**Task statement**.
Every line of the data must be set down exactly as shown.

***

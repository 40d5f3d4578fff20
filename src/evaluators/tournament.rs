//! 成对锦标赛
//!
//! 前 `train_set_size` 个解真实评估，其中每隔 `sample_interval` 个取一个作为训练数据。之后用神经网络估计每个解，
//! 相邻的两个解配成一对，只真实评估估计值占优的一个，另一个放弃。

use super::{settle_pair, Core, Gate, Phase};
use crate::comparators::DominanceComparator;
use crate::config::TournamentConfig;
use crate::interfaces::消息;
use crate::problems::Problem;
use crate::solution::{Solution, SolutionSet};
use crate::surrogates::ModelKind;
use crate::Error;

#[derive(Debug, Clone)]
pub struct Tournament {
    config: TournamentConfig,
    /// 跨调用配对时，先到的一个解的副本
    pending: Option<Solution>,
}

impl Tournament {
    pub fn new(config: TournamentConfig) -> Self {
        Self {
            config,
            pending: None,
        }
    }

    fn bootstrap<P: Problem>(&self, core: &mut Core<'_, P>, solution: &mut Solution) -> Result<(), Error> {
        core.real(solution)?;
        let index = core.call() - 1;
        if index % self.config.sample_interval == 0 {
            core.fill(solution)?;
        }
        if index + 1 == self.config.train_set_size {
            core.发送(消息::BootstrapComplete {
                evaluations: core.call(),
                rows: core.rows(),
            });
        }
        Ok(())
    }

    fn settle<P: Problem>(
        &self,
        core: &mut Core<'_, P>,
        first: &mut Solution,
        second: &mut Solution,
    ) -> Result<(), Error> {
        let verdict = DominanceComparator.compare(first, second)?;
        settle_pair(core, verdict, self.config.on_tie, first, second)?;
        Ok(())
    }
}

impl Gate for Tournament {
    fn evaluate<P: Problem>(&mut self, core: &mut Core<'_, P>, solution: &mut Solution) -> Result<(), Error> {
        match Phase::of(core, self.config.train_set_size) {
            Phase::Bootstrap => self.bootstrap(core, solution),
            Phase::Pairing => {
                core.estimate(|_| ModelKind::Neural, solution)?;
                match self.pending.take() {
                    Some(mut first) => self.settle(core, &mut first, solution),
                    None => {
                        self.pending = Some(solution.clone());
                        Ok(())
                    }
                }
            }
        }
    }

    fn evaluate_all<P: Problem>(&mut self, core: &mut Core<'_, P>, set: &mut SolutionSet) -> Result<(), Error> {
        let solutions = set.as_mut_slice();
        // 本批中等待配对的解的序号
        let mut held: Option<usize> = None;
        for index in 0..solutions.len() {
            core.begin_call();
            match Phase::of(core, self.config.train_set_size) {
                Phase::Bootstrap => self.bootstrap(core, &mut solutions[index])?,
                Phase::Pairing => {
                    core.estimate(|_| ModelKind::Neural, &mut solutions[index])?;
                    if let Some(first) = held.take() {
                        let (head, tail) = solutions.split_at_mut(index);
                        self.settle(core, &mut head[first], &mut tail[0])?;
                    } else if let Some(mut first) = self.pending.take() {
                        self.settle(core, &mut first, &mut solutions[index])?;
                    } else {
                        held = Some(index);
                    }
                }
            }
        }
        if let Some(first) = held {
            self.pending = Some(solutions[first].clone());
        }
        Ok(())
    }
}
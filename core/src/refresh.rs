//! Refresh coordination.
//!
//! Turns "the batch list may be stale" events into [`RefreshToken`] bumps.
//! A manual request bumps at once; a successful upload bumps once after the
//! configured delay, giving the service time to pick up the new file. Uploads
//! landing inside the same window collapse into one bump after the last one.

use std::cell::Cell;
use std::rc::Rc;
use std::time::Duration;

use crate::events::Listeners;
use crate::models::RefreshToken;
use crate::scheduler::{DebouncedScheduler, Timer};

/// Sole writer of the [`RefreshToken`].
pub struct RefreshCoordinator<T: Timer> {
    token: Cell<RefreshToken>,
    delay: Duration,
    scheduler: DebouncedScheduler<T>,
    bumped: Listeners<RefreshToken>,
}

impl<T: Timer + 'static> RefreshCoordinator<T> {
    pub fn new(timer: T, delay: Duration) -> Rc<Self> {
        Rc::new(Self {
            token: Cell::new(RefreshToken::default()),
            delay,
            scheduler: DebouncedScheduler::new(timer),
            bumped: Listeners::new(),
        })
    }

    pub fn token(&self) -> RefreshToken {
        self.token.get()
    }

    /// Whether a post-upload refresh is still waiting.
    pub fn is_scheduled(&self) -> bool {
        self.scheduler.is_pending()
    }

    /// Called with every new token value.
    pub fn subscribe(&self, callback: impl Fn(&RefreshToken) + 'static) {
        self.bumped.subscribe(callback);
    }

    /// Schedule one refresh after the post-upload delay.
    ///
    /// Dropping the coordinator first cancels it.
    pub fn notify_upload_succeeded(self: &Rc<Self>) {
        let coordinator = Rc::downgrade(self);
        self.scheduler.schedule_after(self.delay, move || {
            if let Some(coordinator) = coordinator.upgrade() {
                coordinator.bump("upload");
            }
        });
        log::debug!("🕑 Refresh scheduled in {:?}", self.delay);
    }

    /// Refresh immediately.
    pub fn request_manual_refresh(&self) {
        self.scheduler.run_now(|| self.bump("manual"));
    }

    fn bump(&self, cause: &str) {
        let token = self.token.get().next();
        self.token.set(token);
        log::info!("🔄 Refresh {} ({})", token, cause);
        self.bumped.emit(&token);
    }
}
//! Client configuration.
//!
//! Every gateway call resolves its URL through [`ClientConfig::endpoint`],
//! so the service origin is injected rather than baked into call sites.

use std::time::Duration;

use crate::error::{ConfigError, ConfigResult};

/// Origin used when nothing else is configured.
pub const DEFAULT_BACKEND_URL: &str = "http://localhost:8000";

/// Delay between a successful upload and the batch list refresh.
///
/// The service detects new uploads asynchronously, so the new batch is
/// usually not listable the instant the upload returns. This is a
/// best-effort hint; the manual refresh stays available.
pub const POST_UPLOAD_REFRESH_DELAY: Duration = Duration::from_millis(1000);

/// Configuration shared by the gateways and the refresh coordinator.
#[derive(Clone, Debug, PartialEq, Eq)]
pub struct ClientConfig {
    base_url: String,
    refresh_delay: Duration,
}

impl ClientConfig {
    /// Create a configuration for the given service origin.
    ///
    /// Trailing slashes are dropped; anything that is not an http(s) URL is
    /// rejected.
    pub fn new(base_url: impl Into<String>) -> ConfigResult<Self> {
        let raw = base_url.into();
        let trimmed = raw.trim().trim_end_matches('/');

        let has_scheme = trimmed
            .strip_prefix("http://")
            .or_else(|| trimmed.strip_prefix("https://"))
            .is_some_and(|host| !host.is_empty());
        if !has_scheme {
            return Err(ConfigError::InvalidBaseUrl(raw));
        }

        Ok(Self {
            base_url: trimmed.to_string(),
            refresh_delay: POST_UPLOAD_REFRESH_DELAY,
        })
    }

    /// Override the post-upload refresh delay.
    pub fn with_refresh_delay(mut self, delay: Duration) -> Self {
        self.refresh_delay = delay;
        self
    }

    pub fn base_url(&self) -> &str {
        &self.base_url
    }

    pub fn refresh_delay(&self) -> Duration {
        self.refresh_delay
    }

    /// Absolute URL for a server-relative path.
    pub fn endpoint(&self, path: &str) -> String {
        format!("{}/{}", self.base_url, path.trim_start_matches('/'))
    }
}

impl Default for ClientConfig {
    fn default() -> Self {
        Self {
            base_url: DEFAULT_BACKEND_URL.to_string(),
            refresh_delay: POST_UPLOAD_REFRESH_DELAY,
        }
    }
}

***

**Solution for this exercise**.
repository 40d5f3d4578fff20
filename src/evaluators/tournament.rs
//! 成对锦标赛
//!
//! 前 `train_set_size` 个解真实评估，其中每隔 `sample_interval` 个取一个作为训练数据。之后用神经网络估计每个解，
//! 相邻的两个解配成一对，只真实评估估计值占优的一个，另一个放弃。

use super::{settle_pair, Core, Gate, Phase};
use crate::comparators::DominanceComparator;
use crate::config::TournamentConfig;
use crate::interfaces::消息;
use crate::problems::Problem;
use crate::solution::{Solution, SolutionSet};
use crate::surrogates::ModelKind;
use crate::Error;

#[derive(Debug, Clone)]
pub struct Tournament {
    config: TournamentConfig,
    /// 跨调用配对时，先到的一个解的副本
    pending: Option<Solution>,
}

impl Tournament {
    pub fn new(config: TournamentConfig) -> Self {
        Self {
            config,
            pending: None,
        }
    }

    fn bootstrap<P: Problem>(&self, core: &mut Core<'_, P>, solution: &mut Solution) -> Result<(), Error> {
        core.real(solution)?;
        let index = core.call() - 1;
        if index % self.config.sample_interval == 0 {
            core.fill(solution)?;
        }
        if index + 1 == self.config.train_set_size {
            core.发送(消息::BootstrapComplete {
                evaluations: core.call(),
                rows: core.rows(),
            });
        }
        Ok(())
    }

    fn settle<P: Problem>(
        &self,
        core: &mut Core<'_, P>,
        first: &mut Solution,
        second: &mut Solution,
    ) -> Result<(), Error> {
        let verdict = DominanceComparator.compare(first, second)?;
        settle_pair(core, verdict, self.config.on_tie, first, second)?;
        Ok(())
    }
}

impl Gate for Tournament {
    fn evaluate<P: Problem>(&mut self, core: &mut Core<'_, P>, solution: &mut Solution) -> Result<(), Error> {
        match Phase::of(core, self.config.train_set_size) {
            Phase::Bootstrap => self.bootstrap(core, solution),
            Phase::Pairing => {
                core.estimate(|_| ModelKind::Neural, solution)?;
                match self.pending.take() {
                    Some(mut first) => self.settle(core, &mut first, solution),
                    None => {
                        self.pending = Some(solution.clone());
                        Ok(())
                    }
                }
            }
        }
    }

    fn evaluate_all<P: Problem>(&mut self, core: &mut Core<'_, P>, set: &mut SolutionSet) -> Result<(), Error> {
        let solutions = set.as_mut_slice();
        // 本批中等待配对的解的序号
        let mut held: Option<usize> = None;
        for index in 0..solutions.len() {
            core.begin_call();
            match Phase::of(core, self.config.train_set_size) {
                Phase::Bootstrap => self.bootstrap(core, &mut solutions[index])?,
                Phase::Pairing => {
                    core.estimate(|_| ModelKind::Neural, &mut solutions[index])?;
                    if let Some(first) = held.take() {
                        let (head, tail) = solutions.split_at_mut(index);
                        self.settle(core, &mut head[first], &mut tail[0])?;
                    } else if let Some(mut first) = self.pending.take() {
                        self.settle(core, &mut first, &mut solutions[index])?;
                    } else {
                        held = Some(index);
                    }
                }
            }
        }
        if let Some(first) = held {
            self.pending = Some(solutions[first].clone());
        }
        Ok(())
    }
}
filename core/src/refresh.rs
//! Refresh coordination.
//!
//! Turns "the batch list may be stale" events into [`RefreshToken`] bumps.
//! A manual request bumps at once; a successful upload bumps once after the
//! configured delay, giving the service time to pick up the new file. Uploads
//! landing inside the same window collapse into one bump after the last one.

use std::cell::Cell;
use std::rc::Rc;
use std::time::Duration;

use crate::events::Listeners;
use crate::models::RefreshToken;
use crate::scheduler::{DebouncedScheduler, Timer};

/// Sole writer of the [`RefreshToken`].
pub struct RefreshCoordinator<T: Timer> {
    token: Cell<RefreshToken>,
    delay: Duration,
    scheduler: DebouncedScheduler<T>,
    bumped: Listeners<RefreshToken>,
}

impl<T: Timer + 'static> RefreshCoordinator<T> {
    pub fn new(timer: T, delay: Duration) -> Rc<Self> {
        Rc::new(Self {
            token: Cell::new(RefreshToken::default()),
            delay,
            scheduler: DebouncedScheduler::new(timer),
            bumped: Listeners::new(),
        })
    }

    pub fn token(&self) -> RefreshToken {
        self.token.get()
    }

    /// Whether a post-upload refresh is still waiting.
    pub fn is_scheduled(&self) -> bool {
        self.scheduler.is_pending()
    }

    /// Called with every new token value.
    pub fn subscribe(&self, callback: impl Fn(&RefreshToken) + 'static) {
        self.bumped.subscribe(callback);
    }

    /// Schedule one refresh after the post-upload delay.
    ///
    /// Dropping the coordinator first cancels it.
    pub fn notify_upload_succeeded(self: &Rc<Self>) {
        let coordinator = Rc::downgrade(self);
        self.scheduler.schedule_after(self.delay, move || {
            if let Some(coordinator) = coordinator.upgrade() {
                coordinator.bump("upload");
            }
        });
        log::debug!("🕑 Refresh scheduled in {:?}", self.delay);
    }

    /// Refresh immediately.
    pub fn request_manual_refresh(&self) {
        self.scheduler.run_now(|| self.bump("manual"));
    }

    fn bump(&self, cause: &str) {
        let token = self.token.get().next();
        self.token.set(token);
        log::info!("🔄 Refresh {} ({})", token, cause);
        self.bumped.emit(&token);
    }
}
//! Client configuration.
//!
//! Every gateway call resolves its URL through [`ClientConfig::endpoint`],
//! so the service origin is injected rather than baked into call sites.

use std::time::Duration;

use crate::error::{ConfigError, ConfigResult};

/// Origin used when nothing else is configured.
pub const DEFAULT_BACKEND_URL: &str = "http://localhost:8000";

/// Delay between a successful upload and the batch list refresh.
///
/// The service detects new uploads asynchronously, so the new batch is
/// usually not listable the instant the upload returns. This is a
/// best-effort hint; the manual refresh stays available.
pub const POST_UPLOAD_REFRESH_DELAY: Duration = Duration::from_millis(1000);

/// Configuration shared by the gateways and the refresh coordinator.
#[derive(Clone, Debug, PartialEq, Eq)]
pub struct ClientConfig {
    base_url: String,
    refresh_delay: Duration,
}

impl ClientConfig {
    /// Create a configuration for the given service origin.
    ///
    /// Trailing slashes are dropped; anything that is not an http(s) URL is
    /// rejected.
    pub fn new(base_url: impl Into<String>) -> ConfigResult<Self> {
        let raw = base_url.into();
        let trimmed = raw.trim().trim_end_matches('/');

        let has_scheme = trimmed
            .strip_prefix("http://")
            .or_else(|| trimmed.strip_prefix("https://"))
            .is_some_and(|host| !host.is_empty());
        if !has_scheme {
            return Err(ConfigError::InvalidBaseUrl(raw));
        }

        Ok(Self {
            base_url: trimmed.to_string(),
            refresh_delay: POST_UPLOAD_REFRESH_DELAY,
        })
    }

    /// Override the post-upload refresh delay.
    pub fn with_refresh_delay(mut self, delay: Duration) -> Self {
        self.refresh_delay = delay;
        self
    }

    pub fn base_url(&self) -> &str {
        &self.base_url
    }

    pub fn refresh_delay(&self) -> Duration {
        self.refresh_delay
    }

    /// Absolute URL for a server-relative path.
    pub fn endpoint(&self, path: &str) -> String {
        format!("{}/{}", self.base_url, path.trim_start_matches('/'))
    }
}

impl Default for ClientConfig {
    fn default() -> Self {
        Self {
            base_url: DEFAULT_BACKEND_URL.to_string(),
            refresh_delay: POST_UPLOAD_REFRESH_DELAY,
        }
    }
}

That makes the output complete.